Nel saggio Nature, pubblicato nel 1836, ovvero tre anni prima della messa a punto della fotografia, Ralph Waldo Emerson scriveva: «La prosperità dell’occhio sembra esigere un orizzonte. Non saremo mai stanchi finché riusciremo a guardare lontano abbastanza».
Ora, che si parli di pittura, fotografia, cinema, insomma di arti visive in generale, la linea dell’orizzonte è materia che, all’interno di un’inquadratura, dovrebbe essere trattata con la dovuta cura. Anzi, per il flusso di immagini che mi capita di vedere quotidianamente, affermerei con decisione che dovrebbe essere trattata con maggiore cura.
Anche se questo spazio tratta di fotografia, non a sproposito ho esordito con una citazione che ne precede l’immissione sul mercato: suggerisco infatti a coloro che usano una fotocamera e che hanno a che fare con gli orizzonti, di andare a ripescare quantomeno un spicchio di storia dell’Arte che fornisca indicazioni preziose in merito.

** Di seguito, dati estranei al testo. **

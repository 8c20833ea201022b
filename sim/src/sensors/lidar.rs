use glam::{Quat, Vec3};
use itertools::Itertools;
use num_complex::Complex64;
use rayon::prelude::*;

use crate::{
    config::{FrameSweep, LidarConfig, SweepPattern},
    fresnel, math, noise,
    noise::DustEffect,
    scene::{MaterialProperty, MaterialResolver, RayCaster, ScanError, Scene, surface_reflectivity},
    sensors::{HitRecord, ScanFrame, Sensor, SensorPose},
};

/// Refractive index of air, used as the ambient medium for Snell's law.
pub const IOR_AIR: f32 = 1.000293;

/// Incoming-medium index handed to the Fresnel transmission term.
const FRESNEL_AMBIENT_IOR: f64 = 1.000292;

/// Incidence angles up to ~2 degrees off the normal return the glass surface
/// itself; a head-on beam reads the pane as a reflector.
const GRAZING_ANGLE_LIMIT: f32 = 0.034_906_6;

/// Sub-casts start 1mm along the new direction so rounding errors cannot
/// re-intersect the surface they left.
const SUBCAST_OFFSET: f32 = 1e-3;

/// Recursively trace one optical ray.
///
/// `current_ior` and `inside_material` carry the medium state across glass
/// boundaries; the initial cast starts in air, outside any solid. A negative
/// `remaining_depth` ends the recursion with no hit.
///
/// The returned record accumulates the full travelled distance of bent paths
/// while keeping the surface data of the brightest return.
pub fn cast_ray<S>(
    scene: &S,
    origin: Vec3,
    direction: Vec3,
    max_range: f32,
    current_ior: f32,
    inside_material: bool,
    remaining_depth: i32,
) -> Result<Option<HitRecord>, ScanError>
where
    S: RayCaster + MaterialResolver,
{
    if remaining_depth < 0 {
        return Ok(None);
    }

    let Some(hit) = scene.closest_hit(origin, direction, max_range) else {
        return Ok(None);
    };

    let normal = hit.normal;
    let normal_angle = direction.angle_between(normal);

    let material = scene.resolve_material(&hit)?;

    let mut record = HitRecord::from(hit);
    record.color = material.color();
    // Lambertian return: incidence cosine times the surface reflectivity.
    record.intensity = normal_angle.cos().abs() * material.reflectivity();

    match material {
        MaterialProperty::Opaque { metallic, .. } | MaterialProperty::Textured { metallic, .. }
            if metallic == 1.0 =>
        {
            let reflected = direction.reflect(normal.normalize());
            let new_range = max_range - record.distance;

            if new_range > 0.0 {
                let offset = reflected.normalize() * SUBCAST_OFFSET;
                match cast_ray(
                    scene,
                    record.location + offset,
                    reflected,
                    new_range,
                    current_ior,
                    inside_material,
                    remaining_depth - 1,
                )? {
                    Some(sub_hit) => {
                        // The scanner cannot tell a mirrored path apart from a
                        // straight one; it reports the summed distance along
                        // the original direction.
                        record.distance += sub_hit.distance;
                        record.color = sub_hit.color;
                        record.intensity = surface_reflectivity(sub_hit.color);
                        record.was_reflected = true;
                    }
                    // A dead-end mirror cast is invisible to the sensor.
                    None => return Ok(None),
                }
            }

            Ok(Some(record))
        }
        MaterialProperty::Glass { ior, .. } if ior > 0.0 => {
            let angle = (std::f32::consts::PI - normal_angle).abs();
            if angle <= GRAZING_ANGLE_LIMIT {
                return Ok(Some(record));
            }

            let new_range = max_range - record.distance;
            if new_range <= 0.0 {
                return Ok(Some(record));
            }

            let unit_normal = normal.normalize();

            let transmission = fresnel::t_unpolarized(
                Complex64::from(ior as f64),
                angle as f64,
                FRESNEL_AMBIENT_IOR,
            ) as f32;
            let reflectivity = 1.0 - transmission;

            // Mirror the ray at the pane, unless we are already inside the
            // medium.
            let reflected_hit = if inside_material {
                None
            } else {
                let reflected = direction.reflect(unit_normal);
                let offset = reflected.normalize() * SUBCAST_OFFSET;
                cast_ray(
                    scene,
                    record.location + offset,
                    reflected,
                    new_range,
                    current_ior,
                    inside_material,
                    remaining_depth - 1,
                )?
            };

            let mut intensity_reflected = 0.0;
            let reflected_hit = reflected_hit.map(|mut sub_hit| {
                sub_hit.was_reflected = true;
                // The ray bounces off the pane twice on this path.
                intensity_reflected =
                    surface_reflectivity(sub_hit.color) * reflectivity * reflectivity;
                sub_hit
            });

            // Send the ray through the pane.
            let direction = direction.normalize();
            let mut refraction_normal = unit_normal;
            if refraction_normal.dot(direction) > 0.0 {
                refraction_normal = -refraction_normal;
            }

            let n = if inside_material {
                ior / IOR_AIR
            } else {
                IOR_AIR / ior
            };

            let passthrough_hit = match math::refract(direction, refraction_normal, n) {
                Some(new_direction) => {
                    let offset = new_direction.normalize() * SUBCAST_OFFSET;
                    cast_ray(
                        scene,
                        record.location + offset,
                        new_direction,
                        new_range,
                        ior,
                        !inside_material,
                        remaining_depth - 1,
                    )?
                }
                None => None,
            };

            let mut intensity_passthrough = 0.0;
            if let Some(sub_hit) = &passthrough_hit {
                // The ray crosses the pane twice, out and back.
                intensity_passthrough =
                    surface_reflectivity(sub_hit.color) * transmission * transmission;
            }

            match (passthrough_hit, reflected_hit) {
                (Some(sub_hit), _)
                    if intensity_passthrough >= intensity_reflected
                        && intensity_passthrough > 0.0 =>
                {
                    record.distance += sub_hit.distance;
                    record.color = sub_hit.color;
                    record.intensity = intensity_passthrough;
                    record.was_reflected = true;

                    Ok(Some(record))
                }
                (_, Some(sub_hit)) if intensity_reflected > intensity_passthrough => {
                    record.distance += sub_hit.distance;
                    record.color = sub_hit.color;
                    record.intensity = intensity_reflected;
                    record.was_reflected = true;

                    Ok(Some(record))
                }
                // Neither branch returns energy; the pane itself stays dark.
                _ => Ok(None),
            }
        }
        _ => Ok(Some(record)),
    }
}

/// Scanning rangefinder sweeping an angular or pixel grid of optical rays.
#[derive(Debug, Clone, Default)]
pub struct Lidar {
    pub config: LidarConfig,
}

impl Lidar {
    pub fn new(config: LidarConfig) -> Self {
        Self { config }
    }

    /// One full pass over the configured grid.
    pub fn scan(&self, scene: &Scene, pose: SensorPose) -> Result<ScanFrame, ScanError> {
        let interval = match self.config.sweep {
            SweepPattern::Rotating { fov_x, .. } => (-fov_x / 2.0, fov_x / 2.0),
            SweepPattern::Static { .. } => (0.0, 0.0),
        };

        self.scan_interval(scene, pose, interval, 0)
    }

    /// A pass per frame. A rotating head only covers the angular fraction it
    /// sweeps within one frame interval; static sensors rescan the full grid.
    pub fn scan_animated(
        &self,
        scene: &Scene,
        pose: SensorPose,
        frames: &FrameSweep,
    ) -> Result<Vec<ScanFrame>, ScanError> {
        let mut passes = Vec::new();

        for frame in
            (frames.frame_start..=frames.frame_end).step_by(frames.frame_step.max(1) as usize)
        {
            let interval = match self.config.sweep {
                SweepPattern::Rotating { fov_x, .. } => {
                    let fraction =
                        (frames.rotations_per_second / frames.frame_rate * fov_x).min(360.0);
                    let start =
                        -fov_x / 2.0 + ((frame - frames.frame_start) as f32 * fraction) % 360.0;

                    (start, start + fraction)
                }
                SweepPattern::Static { .. } => (0.0, 0.0),
            };

            passes.push(self.scan_interval(scene, pose, interval, frame)?);
        }

        Ok(passes)
    }

    fn scan_interval(
        &self,
        scene: &Scene,
        pose: SensorPose,
        interval: (f32, f32),
        frame: u32,
    ) -> Result<ScanFrame, ScanError> {
        let start = std::time::Instant::now();

        let (x_range, y_range) = match self.config.sweep {
            SweepPattern::Rotating {
                step_x,
                fov_y,
                step_y,
                ..
            } => {
                let x_steps = ((interval.1 - interval.0) / step_x + 1.0) as usize;
                let y_steps = (fov_y / step_y + 1.0) as usize;

                (
                    math::linspace(interval.0, interval.1, x_steps),
                    math::linspace(-fov_y / 2.0, fov_y / 2.0, y_steps),
                )
            }
            SweepPattern::Static {
                res_x,
                res_y,
                fov_x,
                fov_y,
            } => {
                // Pixel grid on the frame plane one unit in front of the lens.
                let half_width = (fov_x.to_radians() / 2.0).tan();
                let half_height = (fov_y.to_radians() / 2.0).tan();

                (
                    math::linspace(-half_width, half_width, res_x),
                    math::linspace(half_height, -half_height, res_y),
                )
            }
        };

        let width = x_range.len();
        let height = y_range.len();
        log::info!("Scanning {} rays in frame {frame}", width * height);

        let grid: Vec<(usize, usize)> = (0..width).cartesian_product(0..height).collect();
        let records = grid
            .par_iter()
            .map(|&(index_x, index_y)| {
                let direction = match self.config.sweep {
                    SweepPattern::Rotating { .. } => {
                        let swing = Quat::from_axis_angle(Vec3::Y, x_range[index_x].to_radians())
                            * Quat::from_axis_angle(Vec3::X, y_range[index_y].to_radians());

                        pose.rotation * (swing * Vec3::NEG_Z)
                    }
                    SweepPattern::Static { .. } => {
                        pose.rotation * glam::vec3(x_range[index_x], y_range[index_y], -1.0)
                    }
                };

                self.trace_ray(scene, pose, direction, index_x, index_y)
            })
            .collect::<Result<Vec<_>, ScanError>>()?;

        log::info!(
            "Scanning frame {frame} took {} ms",
            start.elapsed().as_millis()
        );

        Ok(ScanFrame {
            frame,
            width,
            height,
            records,
        })
    }

    fn trace_ray(
        &self,
        scene: &Scene,
        pose: SensorPose,
        direction: Vec3,
        index_x: usize,
        index_y: usize,
    ) -> Result<Option<HitRecord>, ScanError> {
        let config = &self.config;
        let max_range = config.envelope.distance_upper;

        let Some(mut record) = cast_ray(
            scene,
            pose.position,
            direction,
            max_range,
            IOR_AIR,
            false,
            config.max_reflection_depth - 1,
        )?
        else {
            return Ok(None);
        };

        record.pixel = Some((index_x as u32, index_y as u32));

        // Framed sensors report the perpendicular distance to the sensor
        // plane, not the euclidean distance to the hit. Only the distance
        // changes, the location stays.
        if matches!(config.sweep, SweepPattern::Static { .. }) {
            record.distance =
                math::distance_point_to_plane(record.location, pose.position, pose.forward());
        }

        record.category_id = scene.category_id(record.target);
        record.part_id = scene.part_id(record.target, record.face_index);

        if record.was_reflected {
            // Place the point where the sensor believes it to be: the full
            // travelled distance along the outgoing direction.
            record.location = pose.position + direction.normalize() * record.distance;
        }

        let mut rng = rand::rng();

        let mut range_noise = config
            .noise
            .constant
            .map_or(0.0, |constant| noise::constant_offset(&constant, record.distance));

        let minimum_reflectivity = config.envelope.minimum_reflectivity(record.distance);

        let mut reflectivity_delta = 0.0;
        if let Some(rain) = config.weather.rain {
            range_noise += noise::rain_range_noise(&mut rng, rain.rainfall_rate, record.distance);
            reflectivity_delta = noise::rain_reflectivity_delta(rain.rainfall_rate, record.distance);
        }

        let mut reflectivity = record.intensity + reflectivity_delta;

        let mut attenuation = 1.0;
        if let Some(dust) = config.weather.dust {
            match noise::dust_effect(&dust, record.distance, minimum_reflectivity) {
                DustEffect::None => {}
                DustEffect::CloudReturn {
                    distance,
                    intensity,
                } => {
                    record.location = pose.position + direction.normalize() * distance;
                    record.distance = distance;
                    record.intensity = intensity;
                }
                DustEffect::Attenuation(alpha) => attenuation = alpha,
            }
        }

        reflectivity *= attenuation;

        // Too dim for the detector: the return is kept, its intensity is not.
        if reflectivity <= minimum_reflectivity {
            record.intensity = 0.0;
        }

        if let Some(gaussian) = config.noise.gaussian {
            range_noise += noise::gaussian(&mut rng, gaussian.mu, gaussian.sigma);
        }

        if config.noise.any() || config.weather.rain.is_some() {
            // The noisy point moves along the ray, not in a random direction.
            let noise_distance = record.distance + range_noise;
            record.noise_distance = Some(noise_distance);
            record.noise_location = Some(pose.position + direction.normalize() * noise_distance);
        }

        Ok(Some(record))
    }
}

impl Sensor for Lidar {
    fn sense(&self, scene: &Scene, pose: SensorPose) -> Result<ScanFrame, ScanError> {
        self.scan(scene, pose)
    }
}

La pittura olandese, per estrapolare un esempio su tutti, che molto ha da insegnare sull’argomento.
Oppure, tornando in epoca contemporanea, di leggere il “sempreverde” Panofsky, che nel 1984, a tale proposito spiegava: «L’orizzonte dipinto, che costituisce l’altezza d’occhio di chi osserva, determina se le linee di fuga si dispongano in senso ascendente o discendente (…)».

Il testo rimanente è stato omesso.